Adaptability has been central to Eric Adams’ life, career and first days as mayor. And it’s the mindset he’s asking New Yorkers to adopt amid the omicron surge.

“We’re going to pivot, we’re going to shift, we’re going to adjust,” he told reporters Monday after visiting a school in the Bronx. “We’re going to get it done. That’s the bottom line.”

Adams is urging faith in his fledgling administration’s ability to make changes when and where necessary in response to COVID-19.


What You Need To Know

  • Adams has a blueprint to live with COVID, but details will be determined on case-by-case basis

  • Asked about COVID policies for schools, Adams has a mantra: pivot, shift, adjust

  • Staying on his toes has been part of 110th mayor's life and career

Asked these past days for his strategy on school staffing shortages, vaccine booster mandates and the like, he’s answered with some variation of: we’ll make a decision when we need to make a decision.

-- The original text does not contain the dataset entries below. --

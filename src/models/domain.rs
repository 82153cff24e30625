use std::collections::BTreeSet;

use serde::{Deserialize, Serialize};

/// Platform roles
#[derive(Debug, Clone, Copy, PartialEq, Eq, Serialize, Deserialize)]
#[serde(rename_all = "SCREAMING_SNAKE_CASE")]
pub enum Role {
    Family,
    Caseworker,
    Admin,
}

/// Account lifecycle status
#[derive(Debug, Clone, Copy, PartialEq, Eq, Default, Serialize, Deserialize)]
#[serde(rename_all = "SCREAMING_SNAKE_CASE")]
pub enum AccountStatus {
    #[default]
    Active,
    Locked,
    Banned,
}

/// Admin-reviewed trust status gating access to match suggestions
///
/// Transitions are defined in `core::verification`; everything else only
/// reads the current state.
#[derive(Debug, Clone, Copy, PartialEq, Eq, Default, Serialize, Deserialize)]
#[serde(rename_all = "SCREAMING_SNAKE_CASE")]
pub enum VerificationState {
    #[default]
    Unverified,
    PendingReview,
    Verified,
    Rejected,
}

impl VerificationState {
    pub fn as_str(&self) -> &'static str {
        match self {
            VerificationState::Unverified => "UNVERIFIED",
            VerificationState::PendingReview => "PENDING_REVIEW",
            VerificationState::Verified => "VERIFIED",
            VerificationState::Rejected => "REJECTED",
        }
    }
}

impl std::fmt::Display for VerificationState {
    fn fmt(&self, f: &mut std::fmt::Formatter<'_>) -> std::fmt::Result {
        f.write_str(self.as_str())
    }
}

/// A caller's identity and authorization attributes
///
/// Resolved fresh per request by the auth collaborator and passed in
/// explicitly; nothing in this crate mutates it.
#[derive(Debug, Clone, Serialize, Deserialize)]
pub struct Principal {
    #[serde(rename = "principalId")]
    pub id: String,
    pub email: String,
    pub role: Role,
    #[serde(rename = "accountStatus", default)]
    pub account_status: AccountStatus,
    #[serde(default)]
    pub verification: VerificationState,
    #[serde(rename = "createdAt", default)]
    pub created_at: Option<chrono::DateTime<chrono::Utc>>,
}

impl Principal {
    pub fn is_active(&self) -> bool {
        self.account_status == AccountStatus::Active
    }
}

/// Self-reported household income bracket
#[derive(Debug, Clone, Copy, PartialEq, Eq, Serialize, Deserialize)]
#[serde(rename_all = "SCREAMING_SNAKE_CASE")]
pub enum IncomeBracket {
    Low,
    Middle,
    High,
}

/// How much time the household can commit to a placement
#[derive(Debug, Clone, Copy, PartialEq, Eq, Serialize, Deserialize)]
#[serde(rename_all = "lowercase")]
pub enum AvailabilityTier {
    Low,
    Medium,
    High,
}

/// Matching preferences a family fills in on their profile
///
/// Every field has an explicit fallback (empty set / false / zero) so a
/// half-filled profile degrades instead of failing.
#[derive(Debug, Clone, Default, PartialEq, Serialize, Deserialize)]
pub struct PreferenceSet {
    #[serde(rename = "ageMin", default)]
    pub age_min: u8,
    #[serde(rename = "ageMax", default)]
    pub age_max: u8,
    #[serde(rename = "acceptsSiblings", default)]
    pub accepts_siblings: bool,
    #[serde(rename = "canRelocate", default)]
    pub can_relocate: bool,
    #[serde(default)]
    pub supports: BTreeSet<String>,
    #[serde(default)]
    pub availability: Option<AvailabilityTier>,
}

/// Family profile with household data and matching preferences
#[derive(Debug, Clone, Serialize, Deserialize)]
pub struct FamilyProfile {
    #[serde(rename = "principalId")]
    pub principal_id: String,
    #[serde(rename = "fullName")]
    pub full_name: String,
    pub city: String,
    #[serde(rename = "householdSize")]
    pub household_size: u32,
    #[serde(rename = "incomeBracket")]
    pub income_bracket: IncomeBracket,
    #[serde(default)]
    pub experience: Option<String>,
    #[serde(default)]
    pub preferences: Option<PreferenceSet>,
}

impl FamilyProfile {
    /// Helper to read preferences, falling back to the documented defaults
    /// when the family has not filled them in yet
    pub fn preference_set(&self) -> PreferenceSet {
        self.preferences.clone().unwrap_or_default()
    }
}

/// Support tags a child record requires from any matching family
#[derive(Debug, Clone, Default, PartialEq, Serialize, Deserialize)]
pub struct NeedsSet {
    #[serde(rename = "requiredSupports", default)]
    pub required_supports: BTreeSet<String>,
}

/// Child record lifecycle status
#[derive(Debug, Clone, Copy, PartialEq, Eq, Default, Serialize, Deserialize)]
#[serde(rename_all = "SCREAMING_SNAKE_CASE")]
pub enum ChildStatus {
    #[default]
    Available,
    Placed,
    Withdrawn,
}

/// Child record as supplied by the case management collaborator
#[derive(Debug, Clone, Serialize, Deserialize)]
pub struct ChildRecord {
    pub id: String,
    pub city: String,
    #[serde(rename = "ageMin")]
    pub age_min: u8,
    #[serde(rename = "ageMax")]
    pub age_max: u8,
    #[serde(default)]
    pub needs: NeedsSet,
    #[serde(rename = "hasSiblings", default)]
    pub has_siblings: Option<bool>,
    #[serde(default)]
    pub status: ChildStatus,
    #[serde(rename = "createdBy", default)]
    pub created_by: Option<String>,
    #[serde(rename = "createdAt", default)]
    pub created_at: Option<chrono::DateTime<chrono::Utc>>,
}

impl ChildRecord {
    /// Helper to read the sibling flag, defaulting to false
    pub fn siblings(&self) -> bool {
        self.has_siblings.unwrap_or(false)
    }
}

/// Scored suggestion result
#[derive(Debug, Clone, PartialEq, Serialize, Deserialize)]
pub struct ScoredSuggestion {
    #[serde(rename = "childId")]
    pub child_id: String,
    pub city: String,
    #[serde(rename = "ageMin")]
    pub age_min: u8,
    #[serde(rename = "ageMax")]
    pub age_max: u8,
    pub score: u32,
    pub reasons: Vec<String>,
}

/// Scoring weights
///
/// Each component is capped on its own so no single factor can dominate.
#[derive(Debug, Clone, Copy)]
pub struct ScoringWeights {
    pub age_overlap: u32,
    pub siblings: u32,
    pub support_per_tag: u32,
    pub support_cap: u32,
    pub availability: u32,
}

impl ScoringWeights {
    /// Highest score any candidate can reach under these weights
    pub fn max_score(&self) -> u32 {
        self.age_overlap + self.siblings + self.support_cap + self.availability
    }
}

impl Default for ScoringWeights {
    fn default() -> Self {
        Self {
            age_overlap: 30,
            siblings: 15,
            support_per_tag: 10,
            support_cap: 30,
            availability: 10,
        }
    }
}
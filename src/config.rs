use config::{Config, ConfigError, Environment, File};
use serde::Deserialize;
use std::path::Path;

use crate::models::ScoringWeights;

/// Crate configuration, loaded by the embedding service
#[derive(Debug, Clone, Default, Deserialize)]
pub struct Settings {
    #[serde(default)]
    pub matching: MatchingSettings,
    #[serde(default)]
    pub scoring: ScoringSettings,
    #[serde(default)]
    pub logging: LoggingSettings,
}

#[derive(Debug, Clone, Deserialize)]
pub struct MatchingSettings {
    /// Suggestions returned when the caller does not ask for a count
    #[serde(default = "default_suggestion_limit")]
    pub default_limit: usize,
    /// Hard cap on caller-requested limits
    #[serde(default = "default_max_limit")]
    pub max_limit: usize,
    /// How many available records to pull from the store per run
    #[serde(default = "default_candidate_batch")]
    pub candidate_batch: usize,
}

impl Default for MatchingSettings {
    fn default() -> Self {
        Self {
            default_limit: default_suggestion_limit(),
            max_limit: default_max_limit(),
            candidate_batch: default_candidate_batch(),
        }
    }
}

fn default_suggestion_limit() -> usize { 10 }
fn default_max_limit() -> usize { 50 }
fn default_candidate_batch() -> usize { 50 }

#[derive(Debug, Clone, Default, Deserialize)]
pub struct ScoringSettings {
    #[serde(default)]
    pub weights: WeightsConfig,
}

#[derive(Debug, Clone, Deserialize)]
pub struct WeightsConfig {
    #[serde(default = "default_age_overlap_weight")]
    pub age_overlap: u32,
    #[serde(default = "default_siblings_weight")]
    pub siblings: u32,
    #[serde(default = "default_support_per_tag_weight")]
    pub support_per_tag: u32,
    #[serde(default = "default_support_cap")]
    pub support_cap: u32,
    #[serde(default = "default_availability_weight")]
    pub availability: u32,
}

impl Default for WeightsConfig {
    fn default() -> Self {
        Self {
            age_overlap: default_age_overlap_weight(),
            siblings: default_siblings_weight(),
            support_per_tag: default_support_per_tag_weight(),
            support_cap: default_support_cap(),
            availability: default_availability_weight(),
        }
    }
}

fn default_age_overlap_weight() -> u32 { 30 }
fn default_siblings_weight() -> u32 { 15 }
fn default_support_per_tag_weight() -> u32 { 10 }
fn default_support_cap() -> u32 { 30 }
fn default_availability_weight() -> u32 { 10 }

impl From<WeightsConfig> for ScoringWeights {
    fn from(config: WeightsConfig) -> Self {
        Self {
            age_overlap: config.age_overlap,
            siblings: config.siblings,
            support_per_tag: config.support_per_tag,
            support_cap: config.support_cap,
            availability: config.availability,
        }
    }
}

#[derive(Debug, Clone, Deserialize)]
pub struct LoggingSettings {
    #[serde(default = "default_log_level")]
    pub level: String,
    #[serde(default = "default_log_format")]
    pub format: String,
}

impl Default for LoggingSettings {
    fn default() -> Self {
        Self {
            level: default_log_level(),
            format: default_log_format(),
        }
    }
}

fn default_log_level() -> String { "info".to_string() }
fn default_log_format() -> String { "json".to_string() }

impl Settings {
    /// Load configuration from files and environment variables
    ///
    /// Sources in order (later overrides earlier):
    /// 1. Defaults baked into the structs
    /// 2. config/default.toml
    /// 3. config/local.toml (development overrides)
    /// 4. Environment variables prefixed with SAFENEST
    ///    e.g. SAFENEST__MATCHING__DEFAULT_LIMIT -> matching.default_limit
    pub fn load() -> Result<Self, ConfigError> {
        Config::builder()
            .add_source(File::with_name("config/default").required(false))
            .add_source(File::with_name("config/local").required(false))
            .add_source(
                Environment::with_prefix("SAFENEST")
                    .prefix_separator("__")
                    .separator("__")
                    .try_parsing(true),
            )
            .build()?
            .try_deserialize()
    }

    /// Load configuration from a custom path
    pub fn load_from<P: AsRef<Path>>(path: P) -> Result<Self, ConfigError> {
        Config::builder()
            .add_source(File::from(path.as_ref()))
            .add_source(
                Environment::with_prefix("SAFENEST")
                    .prefix_separator("__")
                    .separator("__")
                    .try_parsing(true),
            )
            .build()?
            .try_deserialize()
    }
}

#[cfg(test)]
mod tests {
    use super::*;

    #[test]
    fn test_default_weights() {
        let weights = WeightsConfig::default();
        assert_eq!(weights.age_overlap, 30);
        assert_eq!(weights.siblings, 15);
        assert_eq!(weights.support_per_tag, 10);
        assert_eq!(weights.support_cap, 30);
        assert_eq!(weights.availability, 10);

        let scoring: ScoringWeights = weights.into();
        assert_eq!(scoring.max_score(), 85);
    }

    #[test]
    fn test_default_matching_limits() {
        let matching = MatchingSettings::default();
        assert_eq!(matching.default_limit, 10);
        assert_eq!(matching.max_limit, 50);
        assert_eq!(matching.candidate_batch, 50);
    }

    #[test]
    fn test_partial_toml_override() {
        let settings: Settings = toml::from_str(
            r#"
            [matching]
            default_limit = 5

            [scoring.weights]
            siblings = 20
            "#,
        )
        .unwrap();

        assert_eq!(settings.matching.default_limit, 5);
        assert_eq!(settings.matching.max_limit, 50);
        assert_eq!(settings.scoring.weights.siblings, 20);
        assert_eq!(settings.scoring.weights.age_overlap, 30);
        assert_eq!(settings.logging.level, "info");
    }
}
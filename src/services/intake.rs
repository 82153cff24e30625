use std::sync::Arc;

use validator::Validate;

use crate::core::gate::{check_access, Capability};
use crate::models::{ChildRecord, ChildStatus, NewChildRecord};
use crate::services::stores::{AuthCollaborator, ChildStore};
use crate::services::{resolve_principal, ServiceError};

/// Child record intake for caseworkers and admins
pub struct ChildIntakeService<A, C> {
    auth: Arc<A>,
    children: Arc<C>,
}

impl<A, C> ChildIntakeService<A, C>
where
    A: AuthCollaborator,
    C: ChildStore,
{
    pub fn new(auth: Arc<A>, children: Arc<C>) -> Self {
        Self { auth, children }
    }

    /// Register a new child record
    pub fn create_child(&self, intake: NewChildRecord) -> Result<ChildRecord, ServiceError> {
        let principal = resolve_principal(self.auth.as_ref())?;
        check_access(&principal, Capability::ManageChildren)?;
        intake.validate()?;
        if intake.age_min > intake.age_max {
            return Err(ServiceError::Unprocessable("ageMin must not exceed ageMax"));
        }

        let record = ChildRecord {
            id: uuid::Uuid::new_v4().to_string(),
            city: intake.city,
            age_min: intake.age_min,
            age_max: intake.age_max,
            needs: intake.needs,
            has_siblings: intake.has_siblings,
            status: ChildStatus::Available,
            created_by: Some(principal.id.clone()),
            created_at: Some(chrono::Utc::now()),
        };

        let record = self.children.create(record)?;
        tracing::info!("Child record {} created by {}", record.id, principal.id);
        Ok(record)
    }

    /// Recent records for the caseworker dashboard
    pub fn list_children(&self, limit: usize) -> Result<Vec<ChildRecord>, ServiceError> {
        let principal = resolve_principal(self.auth.as_ref())?;
        check_access(&principal, Capability::ManageChildren)?;

        Ok(self.children.list_recent(limit)?)
    }
}
// Core decision logic exports
pub mod filters;
pub mod gate;
pub mod matcher;
pub mod scoring;
pub mod verification;

pub use filters::{covered_support_count, is_eligible};
pub use gate::{check_access, AccessDenied, Capability};
pub use matcher::{MatchEngine, SuggestionSet};
pub use scoring::compatibility_score;
pub use verification::{TransitionError, VerificationEvent};
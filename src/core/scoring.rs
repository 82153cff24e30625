use crate::core::filters::covered_support_count;
use crate::models::{AvailabilityTier, ChildRecord, FamilyProfile, ScoringWeights};

/// Reason tags attached to scored suggestions
pub const REASON_AGE_RANGE: &str = "Age range matches";
pub const REASON_SIBLINGS: &str = "Open to siblings";
pub const REASON_SUPPORTS: &str = "Covers required supports";
pub const REASON_AVAILABILITY: &str = "High availability";

/// Calculate a compatibility score for an eligible candidate
///
/// Additive components, each capped on its own:
///   age-range overlap  -> weights.age_overlap
///   sibling fit        -> weights.siblings
///   support coverage   -> min(weights.support_cap, support_per_tag * covered)
///   high availability  -> weights.availability
///
/// Default weights top out at 85; scores are deliberately not rescaled to
/// 100 so later factors have headroom.
pub fn compatibility_score(
    child: &ChildRecord,
    family: &FamilyProfile,
    weights: &ScoringWeights,
) -> (u32, Vec<String>) {
    let prefs = family.preference_set();
    let mut score = 0;
    let mut reasons = Vec::new();

    // Any overlap between the preferred and the candidate age interval,
    // containment not required
    if prefs.age_min <= child.age_max && prefs.age_max >= child.age_min {
        score += weights.age_overlap;
        reasons.push(REASON_AGE_RANGE.to_string());
    }

    if child.siblings() && prefs.accepts_siblings {
        score += weights.siblings;
        reasons.push(REASON_SIBLINGS.to_string());
    }

    // One reason tag regardless of how many tags are covered
    let covered = covered_support_count(child, &prefs) as u32;
    if covered > 0 {
        score += (weights.support_per_tag * covered).min(weights.support_cap);
        reasons.push(REASON_SUPPORTS.to_string());
    }

    if prefs.availability == Some(AvailabilityTier::High) {
        score += weights.availability;
        reasons.push(REASON_AVAILABILITY.to_string());
    }

    (score, reasons)
}
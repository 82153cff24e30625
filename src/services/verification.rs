use std::sync::Arc;

use serde::Serialize;
use validator::Validate;

use crate::core::gate::{check_access, Capability};
use crate::core::verification::VerificationEvent;
use crate::models::{AccountStatus, DocumentSubmission, Principal, VerificationState};
use crate::services::stores::{AuthCollaborator, VerificationStore};
use crate::services::{resolve_principal, ServiceError};

/// Receipt returned to the family after a document submission
#[derive(Debug, Clone, Serialize)]
pub struct SubmissionReceipt {
    #[serde(rename = "documentId")]
    pub document_id: String,
    #[serde(rename = "submittedAt")]
    pub submitted_at: chrono::DateTime<chrono::Utc>,
    pub verification: VerificationState,
}

/// Verification workflow around the state machine in `core::verification`
///
/// Families feed it documents; admins resolve open reviews and can ban
/// accounts outright.
pub struct VerificationService<A, V> {
    auth: Arc<A>,
    verifications: Arc<V>,
}

impl<A, V> VerificationService<A, V>
where
    A: AuthCollaborator,
    V: VerificationStore,
{
    pub fn new(auth: Arc<A>, verifications: Arc<V>) -> Self {
        Self {
            auth,
            verifications,
        }
    }

    /// Family submits a verification document
    ///
    /// A first submission (and any submission after a rejection) opens a
    /// review as a consequence of the submission itself, not as a separate
    /// call.
    pub fn submit_document(
        &self,
        submission: &DocumentSubmission,
    ) -> Result<SubmissionReceipt, ServiceError> {
        let principal = resolve_principal(self.auth.as_ref())?;
        check_access(&principal, Capability::SubmitDocument)?;
        submission.validate()?;

        let verification = self
            .verifications
            .transition(&principal.id, VerificationEvent::DocumentSubmitted)?;

        let receipt = SubmissionReceipt {
            document_id: uuid::Uuid::new_v4().to_string(),
            submitted_at: chrono::Utc::now(),
            verification,
        };

        tracing::info!(
            "Document {} ({}) submitted by {}, verification now {}",
            receipt.document_id,
            submission.kind,
            principal.id,
            verification
        );

        Ok(receipt)
    }

    /// Admin approves an open review
    pub fn approve(&self, family_id: &str) -> Result<VerificationState, ServiceError> {
        let principal = resolve_principal(self.auth.as_ref())?;
        check_access(&principal, Capability::ManageVerifications)?;

        let state = self
            .verifications
            .transition(family_id, VerificationEvent::Approved)?;
        tracing::info!("{} approved verification for {}", principal.id, family_id);
        Ok(state)
    }

    /// Admin rejects an open review; the family may resubmit
    pub fn reject(&self, family_id: &str) -> Result<VerificationState, ServiceError> {
        let principal = resolve_principal(self.auth.as_ref())?;
        check_access(&principal, Capability::ManageVerifications)?;

        let state = self
            .verifications
            .transition(family_id, VerificationEvent::Rejected)?;
        tracing::info!("{} rejected verification for {}", principal.id, family_id);
        Ok(state)
    }

    /// Admin bans an account outright
    pub fn ban(&self, principal_id: &str) -> Result<(), ServiceError> {
        let principal = resolve_principal(self.auth.as_ref())?;
        check_access(&principal, Capability::ManageVerifications)?;

        self.verifications
            .set_account_status(principal_id, AccountStatus::Banned)?;
        tracing::warn!("{} banned account {}", principal.id, principal_id);
        Ok(())
    }

    /// Open reviews for the admin queue
    pub fn pending_review(&self, limit: usize) -> Result<Vec<Principal>, ServiceError> {
        let principal = resolve_principal(self.auth.as_ref())?;
        check_access(&principal, Capability::ManageVerifications)?;

        Ok(self.verifications.pending_review(limit)?)
    }
}
// Service exports
pub mod intake;
pub mod memory;
pub mod profile;
pub mod stores;
pub mod suggestions;
pub mod verification;

use thiserror::Error;

use crate::core::gate::AccessDenied;
use crate::models::Principal;

pub use intake::ChildIntakeService;
pub use memory::MemoryStore;
pub use profile::FamilyProfileService;
pub use stores::{AuthCollaborator, ChildStore, ProfileStore, StoreError, VerificationStore};
pub use suggestions::SuggestionService;
pub use verification::{SubmissionReceipt, VerificationService};

/// Failures surfaced by the orchestration services
#[derive(Debug, Error)]
pub enum ServiceError {
    #[error(transparent)]
    Denied(#[from] AccessDenied),

    #[error("family profile missing for principal {0}")]
    MissingProfile(String),

    #[error(transparent)]
    Store(#[from] StoreError),

    #[error("validation failed: {0}")]
    Invalid(#[from] validator::ValidationErrors),

    #[error("invalid input: {0}")]
    Unprocessable(&'static str),
}

/// Resolve the caller or deny
///
/// An unresolved session is indistinguishable from a role mismatch to the
/// caller.
pub(crate) fn resolve_principal<A: AuthCollaborator>(auth: &A) -> Result<Principal, ServiceError> {
    auth.current_principal()
        .ok_or(ServiceError::Denied(AccessDenied::ForbiddenRole))
}
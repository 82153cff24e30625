// Criterion benchmarks for SafeNest Match

use criterion::{black_box, criterion_group, criterion_main, BenchmarkId, Criterion};

use safenest_match::core::{compatibility_score, is_eligible, MatchEngine};
use safenest_match::models::{
    ChildRecord, ChildStatus, FamilyProfile, IncomeBracket, NeedsSet, PreferenceSet,
    ScoringWeights,
};

fn create_candidate(id: usize) -> ChildRecord {
    let cities = ["Tunis", "Sousse", "Sfax", "Bizerte"];
    let tags = ["medical", "therapy", "disability", "education"];

    ChildRecord {
        id: id.to_string(),
        city: cities[id % cities.len()].to_string(),
        age_min: (id % 12) as u8,
        age_max: (id % 12) as u8 + 4,
        needs: NeedsSet {
            required_supports: tags.iter().take(id % 3).map(|s| s.to_string()).collect(),
        },
        has_siblings: Some(id % 2 == 0),
        status: ChildStatus::Available,
        created_by: None,
        created_at: None,
    }
}

fn create_family() -> FamilyProfile {
    FamilyProfile {
        principal_id: "bench_family".to_string(),
        full_name: "Bench Family".to_string(),
        city: "Tunis".to_string(),
        household_size: 4,
        income_bracket: IncomeBracket::Middle,
        experience: None,
        preferences: Some(PreferenceSet {
            age_min: 2,
            age_max: 14,
            accepts_siblings: true,
            can_relocate: false,
            supports: ["medical".to_string(), "therapy".to_string()]
                .into_iter()
                .collect(),
            availability: None,
        }),
    }
}

fn bench_eligibility(c: &mut Criterion) {
    let family = create_family();
    let candidate = create_candidate(1);

    c.bench_function("is_eligible", |b| {
        b.iter(|| is_eligible(black_box(&candidate), black_box(&family)));
    });
}

fn bench_scoring(c: &mut Criterion) {
    let family = create_family();
    let candidate = create_candidate(1);
    let weights = ScoringWeights::default();

    c.bench_function("compatibility_score", |b| {
        b.iter(|| {
            compatibility_score(black_box(&candidate), black_box(&family), black_box(&weights))
        });
    });
}

fn bench_suggest(c: &mut Criterion) {
    let engine = MatchEngine::with_default_weights();
    let family = create_family();

    let mut group = c.benchmark_group("matching");

    for candidate_count in [10, 50, 100, 500, 1000].iter() {
        let candidates: Vec<ChildRecord> = (0..*candidate_count).map(create_candidate).collect();

        group.bench_with_input(
            BenchmarkId::new("suggest", candidate_count),
            candidate_count,
            |b, _| {
                b.iter(|| {
                    engine.suggest(
                        black_box(&family),
                        black_box(candidates.clone()),
                        black_box(10),
                    )
                });
            },
        );
    }

    group.finish();
}

criterion_group!(benches, bench_eligibility, bench_scoring, bench_suggest);
criterion_main!(benches);
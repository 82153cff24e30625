use std::sync::Arc;

use validator::Validate;

use crate::core::gate::{check_access, Capability};
use crate::models::{FamilyProfile, FamilyProfileUpdate};
use crate::services::stores::{AuthCollaborator, ProfileStore};
use crate::services::{resolve_principal, ServiceError};

/// Profile management for the signed-in family
pub struct FamilyProfileService<A, P> {
    auth: Arc<A>,
    profiles: Arc<P>,
}

impl<A, P> FamilyProfileService<A, P>
where
    A: AuthCollaborator,
    P: ProfileStore,
{
    pub fn new(auth: Arc<A>, profiles: Arc<P>) -> Self {
        Self { auth, profiles }
    }

    /// Create or replace the signed-in family's profile
    pub fn upsert(&self, update: FamilyProfileUpdate) -> Result<FamilyProfile, ServiceError> {
        let principal = resolve_principal(self.auth.as_ref())?;
        check_access(&principal, Capability::ManageOwnProfile)?;
        update.validate()?;
        if let Some(prefs) = &update.preferences {
            if prefs.age_min > prefs.age_max {
                return Err(ServiceError::Unprocessable("ageMin must not exceed ageMax"));
            }
        }

        let profile = FamilyProfile {
            principal_id: principal.id.clone(),
            full_name: update.full_name,
            city: update.city,
            household_size: update.household_size,
            income_bracket: update.income_bracket,
            experience: update.experience,
            preferences: update.preferences,
        };

        let profile = self.profiles.upsert_family_profile(profile)?;
        tracing::info!("Profile saved for {}", principal.id);
        Ok(profile)
    }

    /// The signed-in family's profile, if one exists yet
    pub fn own_profile(&self) -> Result<Option<FamilyProfile>, ServiceError> {
        let principal = resolve_principal(self.auth.as_ref())?;
        check_access(&principal, Capability::ManageOwnProfile)?;

        Ok(self.profiles.family_profile(&principal.id)?)
    }
}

He said in a Bloomberg TV interview: “We have to figure out, how do we live with COVID? Let’s be smarter, socially distancing, washing our hands, wearing our masks. When it’s needed to do mandates for certain reasons, let’s adjust and do so and then we’ll come back around.”

Earlier in the Bronx, the newly minted 110th mayor drew parallels between the city adapting to survive and his mother doing so.

“We’ve lived a life where we had to figure it out,” he said. “My mother raised six children by herself and she didn’t do it in some process. Every day, she figured out, what am I going to put together?”

The first days of Adams’ mayoralty themselves have required flexibility.

He scrapped his plan to hold an inauguration ceremony at Brooklyn’s King Theatre as COVID-19 caseload numbers spiked and merged his taking of the oath with the Times Square’s new year’s celebration.

His first weekend on the job involved last-minute additions to his public schedule due to the shooting of an NYPD officer and an incoming winter weather event.

On Monday, NY1 asked Adams what the public can anticipate with him at the helm.

“They can expect the unexpected,” he told “Mornings On 1.” “New Yorkers are unexpected.”